Mellerio F
Rev Electroencephalogr Neurophysiol Clin. 1982 Dec;12(4):325-31. doi: 10.1016/s0370-4475(82)80021-x.
During acute intoxications, the first EEG may show persistence or abolition of cerebral activity, but the possibility of recovery after isoelectric tracing in toxic comas must be emphasized. EEG patterns frequently suggest the probability of hypnotic tranquilizer poisoning; 4 types of EEG are encountered corresponding to different grades of toxic coma. Recurrent periods of electrical silence alternating with bursts of activity are habitually recorded in carus comas with hypothermia due to acute barbiturate intoxication, with good prognosis. The possibility of a neurological disturbance associated with drug overdose must be raised whenever an asymmetric tracing is encountered.
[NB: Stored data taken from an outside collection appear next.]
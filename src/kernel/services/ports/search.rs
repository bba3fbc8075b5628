use std::fmt;

use super::runtime::BoxResponseFuture;

pub type Result<T> = std::result::Result<T, SearchError>;

#[derive(Debug, Clone, PartialEq, Eq)]
pub enum SearchError {
    Http { status: u16, reason: String },
    InvalidResponseFormat { content_type: Option<String> },
    ServerReported { message: String, details: Option<String> },
    Decode(String),
    Transport(String),
}

impl fmt::Display for SearchError {
    fn fmt(&self, f: &mut fmt::Formatter<'_>) -> fmt::Result {
        match self {
            SearchError::Http { status, reason } => write!(f, "HTTP {}: {}", status, reason),
            SearchError::InvalidResponseFormat { content_type } => match content_type {
                Some(ct) => write!(f, "Response is not JSON (content-type: {})", ct),
                None => write!(f, "Response is not JSON (no content-type)"),
            },
            SearchError::ServerReported { message, details } => match details {
                Some(details) => write!(f, "Server error: {} ({})", message, details),
                None => write!(f, "Server error: {}", message),
            },
            SearchError::Decode(msg) => write!(f, "Invalid search payload: {}", msg),
            SearchError::Transport(msg) => write!(f, "Request failed: {}", msg),
        }
    }
}

impl std::error::Error for SearchError {}

impl From<serde_json::Error> for SearchError {
    fn from(e: serde_json::Error) -> Self {
        SearchError::Decode(e.to_string())
    }
}

/// Which JSON shape the search endpoint speaks.
#[derive(Debug, Clone, Copy, PartialEq, Eq, Default, serde::Serialize, serde::Deserialize)]
#[serde(rename_all = "snake_case")]
pub enum Backend {
    #[default]
    Paginated,
    Legacy,
}

#[derive(Debug, Clone, PartialEq, Eq)]
pub enum RecordKind {
    User {
        username: Option<String>,
        email: Option<String>,
        department: Option<String>,
        position: Option<String>,
        is_active: bool,
        is_staff: bool,
    },
    Project {
        status: Option<String>,
        location: Option<String>,
    },
    Manager {
        points: Option<i64>,
        level: Option<String>,
    },
    Other {
        kind: String,
    },
}

impl RecordKind {
    pub fn tag(&self) -> &str {
        match self {
            RecordKind::User { .. } => "user",
            RecordKind::Project { .. } => "project",
            RecordKind::Manager { .. } => "manager",
            RecordKind::Other { kind } => kind,
        }
    }
}

#[derive(Debug, Clone, PartialEq, Eq)]
pub struct ResultRecord {
    pub id: u64,
    pub title: String,
    pub subtitle: Option<String>,
    pub url: Option<String>,
    pub kind: RecordKind,
}

#[derive(Debug, Clone, PartialEq, Eq)]
pub struct SearchResultPage {
    pub results: Vec<ResultRecord>,
    pub total_results: u64,
    pub current_page: u32,
    pub total_pages: u32,
    pub has_previous: bool,
    pub has_next: bool,
    pub suggestions: Vec<String>,
}

impl SearchResultPage {
    pub fn single(results: Vec<ResultRecord>) -> Self {
        let total_results = results.len() as u64;
        Self {
            results,
            total_results,
            current_page: 1,
            total_pages: 1,
            has_previous: false,
            has_next: false,
            suggestions: Vec::new(),
        }
    }

    pub fn is_empty(&self) -> bool {
        self.results.is_empty()
    }
}

/// Raw HTTP response handed from the transport to validation.
#[derive(Debug, Clone)]
pub struct RawResponse {
    pub status: u16,
    pub reason: String,
    pub content_type: Option<String>,
    pub body: Vec<u8>,
}

impl RawResponse {
    pub fn json(status: u16, body: impl Into<Vec<u8>>) -> Self {
        Self {
            status,
            reason: String::new(),
            content_type: Some("application/json".to_string()),
            body: body.into(),
        }
    }

    pub fn is_success(&self) -> bool {
        (200..300).contains(&self.status)
    }
}

/// One GET against the search endpoint.
pub trait SearchTransport: Send + Sync {
    fn get(&self, query: &str, page: u32) -> BoxResponseFuture;
}

#[derive(Debug, Clone, PartialEq, Eq)]
pub struct SearchRequest {
    pub seq: u64,
    pub query: String,
    pub page: u32,
}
Serial recordings may detect complications such as: a localized lesion, anoxia or, very rarely, typical paroxysmal abnormalities reappearing in comitial patients before emergence from a toxic coma. Paradoxical monomorphic delta activity corresponding to improvement must not be considered as an aggravation. Peculiar EEG findings occur after oral trichlorethylene poisoning, with temporary clinical deterioration and intermittent periods of electrical silence; recovery is possible. An alpha-like pattern after cardiac arrest of toxic origin has a poor prognosis. The appearance of alternating patterns suggests the development of irreversible brain damage.